The find adds another piece to a long-running inventory exercise: mapping which complex organic molecules form in space without biology. Sugars matter because they sit on the chemical road toward the molecules life uses to store information and build cells. Scientists have previously reported other building blocks for genetic material and cell components in the galaxy, and a related sugar was spotted near the Milky Way’s centre roughly a quarter-century ago, Euronews notes.

What makes erythrulose interesting is not that it is “the” sugar of life, but that it can convert into a form thought to be important in origin-of-life chemistry. That shifts the question from whether space contains any sugars to whether space contains families of sugars that can interconvert under realistic conditions. If those conversion pathways work in cold, diffuse clouds of gas and dust, then early planetary systems may start with a richer chemical toolkit than what can be assembled from scratch on a young planet.

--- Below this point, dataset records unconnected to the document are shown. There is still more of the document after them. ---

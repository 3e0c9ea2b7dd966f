//! Request-level webhook verification.

use crate::{WebhookEvent, verify_callback_token, verify_signature};
use payline_error::{PaylineResult, WebhookError, WebhookErrorKind};
use std::collections::HashMap;
use tracing::{debug, instrument, warn};

/// Header carrying the account's callback token.
pub const CALLBACK_TOKEN_HEADER: &str = "x-callback-token";

/// Header carrying the `sha256=<hex>` body signature.
pub const SIGNATURE_HEADER: &str = "x-signature";

/// Verifies incoming webhook requests and decodes their event.
///
/// Every configured credential must check out: with a callback token set the
/// token header is required, with a signing secret set the signature header
/// is required.
///
/// # Examples
///
/// ```
/// use payline_webhook::{WebhookVerifier, compute_signature};
/// use std::collections::HashMap;
///
/// let body = br#"{"event":"invoice.paid","data":{"id":"inv_1"}}"#;
/// let verifier = WebhookVerifier::new()
///     .with_callback_token("tok_live")
///     .with_signing_secret("whsec_live");
///
/// let headers = HashMap::from([
///     ("X-Callback-Token".to_string(), "tok_live".to_string()),
///     ("X-Signature".to_string(), compute_signature("whsec_live", body).unwrap()),
/// ]);
/// let event = verifier.verify(&headers, body).unwrap();
/// assert!(event.is("invoice.paid"));
/// ```
#[derive(Clone, Default)]
pub struct WebhookVerifier {
    callback_token: Option<String>,
    signing_secret: Option<String>,
}

impl WebhookVerifier {
    /// A verifier with no credentials configured.
    pub fn new() -> Self {
        Self::default()
    }

    /// Require the callback token header to equal `token`.
    pub fn with_callback_token(mut self, token: impl Into<String>) -> Self {
        self.callback_token = Some(token.into());
        self
    }

    /// Require a valid body signature under `secret`.
    pub fn with_signing_secret(mut self, secret: impl Into<String>) -> Self {
        self.signing_secret = Some(secret.into());
        self
    }

    /// Check the request and decode its event.
    ///
    /// Header names are matched case-insensitively.
    ///
    /// # Errors
    ///
    /// Returns a webhook error when no credential is configured, a required
    /// header is missing, a check fails, or the body is not an event.
    #[instrument(skip_all, fields(bytes = body.len()))]
    pub fn verify(&self, headers: &HashMap<String, String>, body: &[u8]) -> PaylineResult<WebhookEvent> {
        if self.callback_token.is_none() && self.signing_secret.is_none() {
            return Err(WebhookError::new(WebhookErrorKind::InvalidSecret).into());
        }

        if let Some(expected) = &self.callback_token {
            let received = header(headers, CALLBACK_TOKEN_HEADER)?;
            verify_callback_token(expected, received).inspect_err(|_| {
                warn!("Webhook callback token rejected");
            })?;
        }
        if let Some(secret) = &self.signing_secret {
            let signature = header(headers, SIGNATURE_HEADER)?;
            verify_signature(secret, body, signature).inspect_err(|e| {
                warn!(error = %e, "Webhook signature rejected");
            })?;
        }

        let event = WebhookEvent::parse(body)?;
        debug!(event = %event.event, id = ?event.id, "Verified webhook");
        Ok(event)
    }
}

impl std::fmt::Debug for WebhookVerifier {
    fn fmt(&self, f: &mut std::fmt::Formatter<'_>) -> std::fmt::Result {
        f.debug_struct("WebhookVerifier")
            .field("callback_token", &self.callback_token.as_ref().map(|_| "<redacted>"))
            .field("signing_secret", &self.signing_secret.as_ref().map(|_| "<redacted>"))
            .finish()
    }
}

fn header<'a>(headers: &'a HashMap<String, String>, name: &str) -> PaylineResult<&'a str> {
    headers
        .iter()
        .find(|(key, _)| key.eq_ignore_ascii_case(name))
        .map(|(_, value)| value.as_str())
        .ok_or_else(|| WebhookError::new(WebhookErrorKind::MissingHeader(name.to_string())).into())
}
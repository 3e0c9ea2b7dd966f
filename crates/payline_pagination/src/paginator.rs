//! Resumable, stateful page traversal.

use crate::PageFetcher;
use payline_core::{CursorOptions, Page};
use payline_error::PaylineResult;
use std::marker::PhantomData;
use std::sync::Arc;
use tracing::{debug, instrument};

/// Result of one [`Paginator::next`] call.
#[derive(Debug, Clone, PartialEq)]
pub struct PageStep<T> {
    /// The fetched page, empty once the paginator is exhausted
    pub value: Page<T>,
    /// True when the server reported no further pages
    pub done: bool,
}

/// Walks a collection one page at a time, remembering its cursor.
///
/// Once the last page has been returned the paginator is exhausted: further
/// [`next`](Self::next) calls return an empty, done step without fetching,
/// until [`reset`](Self::reset).
///
/// State only changes after a fetch completes, so dropping a pending `next`
/// future leaves the cursor where it was.
pub struct Paginator<T, F> {
    fetcher: Arc<F>,
    initial: CursorOptions,
    cursor: CursorOptions,
    exhausted: bool,
    _marker: PhantomData<fn() -> T>,
}

impl<T, F> Paginator<T, F>
where
    F: PageFetcher<T>,
{
    pub(crate) fn new(fetcher: Arc<F>, initial: CursorOptions) -> Self {
        Self {
            fetcher,
            cursor: initial.clone(),
            initial,
            exhausted: false,
            _marker: PhantomData,
        }
    }

    /// Fetch the next page and advance the cursor.
    ///
    /// The cursor advances only when the page reports more results and names
    /// an `after_id`; otherwise the paginator becomes exhausted.
    ///
    /// # Errors
    ///
    /// Returns a validation error for an out-of-range limit, or the fetcher's
    /// error unchanged. The cursor is not moved on error.
    #[instrument(skip(self), fields(after_id = ?self.cursor.after_id))]
    pub async fn next(&mut self) -> PaylineResult<PageStep<T>> {
        if self.exhausted {
            debug!("Paginator exhausted, not fetching");
            return Ok(PageStep {
                value: Page::empty(),
                done: true,
            });
        }

        let request = self.cursor.to_request()?;
        let page = self.fetcher.fetch_page(&request).await?;

        match page.next_cursor() {
            Some(after_id) => {
                self.cursor.after_id = Some(after_id.to_string());
                self.cursor.before_id = None;
            }
            None => self.exhausted = true,
        }
        debug!(items = page.len(), has_more = page.has_more, "Fetched page");

        let done = !page.has_more;
        Ok(PageStep { value: page, done })
    }

    /// Rewind to the initial options, overlaid with `overrides` if given.
    ///
    /// Allowed in any state; clears exhaustion. The overrides apply to this
    /// traversal only, a later `reset(None)` returns to the initial options.
    pub fn reset(&mut self, overrides: Option<CursorOptions>) {
        self.cursor = match overrides {
            Some(overrides) => self.initial.merge(&overrides),
            None => self.initial.clone(),
        };
        self.exhausted = false;
    }

    /// Whether another [`next`](Self::next) call would fetch. Never fetches.
    pub fn has_more(&self) -> bool {
        !self.exhausted
    }

    /// Options the next fetch will use.
    pub fn cursor(&self) -> &CursorOptions {
        &self.cursor
    }
}

impl<T, F> std::fmt::Debug for Paginator<T, F> {
    fn fmt(&self, f: &mut std::fmt::Formatter<'_>) -> std::fmt::Result {
        f.debug_struct("Paginator")
            .field("initial", &self.initial)
            .field("cursor", &self.cursor)
            .field("exhausted", &self.exhausted)
            .finish()
    }
}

The study also lands amid a growing set of samples and observations that blur the line between planetary and interstellar chemistry. Euronews points to NASA’s OSIRIS-REx mission, which returned grains from asteroid Bennu that contained other sugars, including one described as a key DNA ingredient. Taken together, remote detections in gas clouds and lab work on returned rocks push the same practical question: were these compounds delivered to Earth by comets and asteroids, or were they already present in the material that formed the solar system?

Izaskun Jiménez-Serra of Spain’s Centre for Astrobiology, a study author cited by Euronews, said the result suggests key ingredients could be present in other parts of the galaxy as well. The team plans to look for more sugars and to study how they convert between forms, extending a search that increasingly depends on careful spectral identification rather than dramatic one-off discoveries.

The signal came from a Spanish radio telescope dish pointed toward a dense cloud near the Galactic Centre. The molecule itself was confirmed by the mundane step that decides these claims: whether the sky’s spectrum matches the lab’s.